The Organisation for Economic Co-operation and Development (OECD) published a report on Regulatory Approaches to the Tokenisation of Assets (Jan. 2021).  The report notes that: “Policy makers in different jurisdictions have approached tokenisation in different ways, either by applying existing financial regulations to tokenised assets; by introducing new tailor-made regulatory frameworks or by adapting existing rules to accommodate the application of DLTs in tokenisation.” Some of the key takeaways from the report are:

  • Most jurisdictions with active tokenised markets adopt a technology-neutral approach to regulation for financial services, so the use of DLTs or other technology does not affect the way these regulators assess whether or not the ensuing financial product/service or activity falls within the regulatory perimeter or not, and by consequence, whether it is regulated or unregulated
  • Regulators across the world continue to issue guidance addressing perceived ambiguity by some market participants around the way tokenised asset activity is regulated and supervised in some jurisdictions
  • Potential gaps in the regulatory treatment of tokenisation may give rise to regulatory arbitrage opportunities and/or give rise to novel risks that may arise from the application of innovative technologies, such as DLTs
  • The innovative nature of DLTs and the novelty of their inherent characteristics give rise to unique issues and risks associated with asset tokenisation and may necessitate the attention of policy makers as part of their ongoing supervisory and/or regulatory work, whether to address such new risks and/or to consider, within their own regulatory frameworks, alternative approaches they believe are appropriate.
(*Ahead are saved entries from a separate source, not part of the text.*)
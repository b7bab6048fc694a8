use watchfinder_core::dialog::directive::{CardAction, ProductCard, ResponseDirective};

use crate::blocks::{ButtonElement, ButtonStyle, MessageBuilder, MessageTemplate};

pub fn render_directives(directives: &[ResponseDirective]) -> Vec<MessageTemplate> {
    directives.iter().map(render_directive).collect()
}

pub fn render_directive(directive: &ResponseDirective) -> MessageTemplate {
    match directive {
        ResponseDirective::Text { text, suggested_actions } => MessageBuilder::new(text.clone())
            .section("watch.text.v1", |section| {
                section.plain(text.clone());
            })
            .actions("watch.text.suggestions.v1", |actions| {
                for (index, suggestion) in suggested_actions.iter().enumerate() {
                    actions.button(
                        ButtonElement::new(format!("watch.suggestion.{}.v1", index + 1), suggestion)
                            .value(suggestion.clone()),
                    );
                }
            })
            .build(),
        ResponseDirective::Card { card } => {
            product_card(MessageBuilder::new(card.title.clone()), card, 1).build()
        }
        ResponseDirective::Carousel { cards } => {
            let mut builder = MessageBuilder::new(format!("{} watches to choose from", cards.len()));
            for (index, card) in cards.iter().enumerate() {
                if index > 0 {
                    builder = builder.divider();
                }
                builder = product_card(builder, card, index + 1);
            }
            builder.build()
        }
        ResponseDirective::ActionLink { title, url } => MessageBuilder::new(title.clone())
            .actions("watch.link.v1", |actions| {
                actions.button(
                    ButtonElement::new("watch.link.open.v1", title.clone())
                        .style(ButtonStyle::Primary)
                        .url(url.clone()),
                );
            })
            .build(),
    }
}

fn product_card(builder: MessageBuilder, card: &ProductCard, position: usize) -> MessageBuilder {
    builder
        .section(format!("watch.card.{position}.title.v1"), |section| {
            section.mrkdwn(format!("*{}*", card.title));
        })
        .image(format!("watch.card.{position}.image.v1"), card.image_url.clone(), card.title.clone())
        .actions(format!("watch.card.{position}.actions.v1"), |actions| {
            for action in &card.actions {
                let button = match action {
                    CardAction::PostBack { title, value } => {
                        ButtonElement::new(format!("watch.card.{position}.postback.v1"), title)
                            .style(ButtonStyle::Primary)
                            .value(value.clone())
                    }
                    CardAction::OpenUrl { title, url } => {
                        ButtonElement::new(format!("watch.card.{position}.open.v1"), title)
                            .url(url.clone())
                    }
                };
                actions.button(button);
            }
        })
}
Some of these issues are examined in this Section
  • Policymaking around asset tokenisation may face a number of potential challenges, including:
    • lack of common language around tokens;
    • the probabilistic nature of settlement finality in decentralised networks;
    • issues of location of the asset for tokens representing physical assets;
    • enforceability of regulation on participants in decentralised DLTs;
    • legal considerations, including around the enforceability of smart contracts;
    • governance and accountability issues related to the absence of a single established central authority in public DLT networks;
    • vulnerabilities around data protection and privacy particularly, including in the use of digital IDs;
    • operational issues (cyber-risk, hacking)
  • As decentralised finance and markets for tokenised and crypto-assets develop and grow in size and importance, policies, regulations, supervision and enforcement will remain important to ensure that the safeguards present in traditional financial markets will equally apply in DLT-based systems and networks with a view to protect investors and financial consumers and safeguard financial stability.

DLT technology and applications have come a long way, but it is still very early in the game. Many big institutional players remain on the sideline due to the regulatory uncertainty that exists. Once regulatory clarity is enhanced to the point that these institutions move from the sidelines and join the game, digital asset tokenization will become ubiquitous and will transform the world of finance. It is only a matter of time.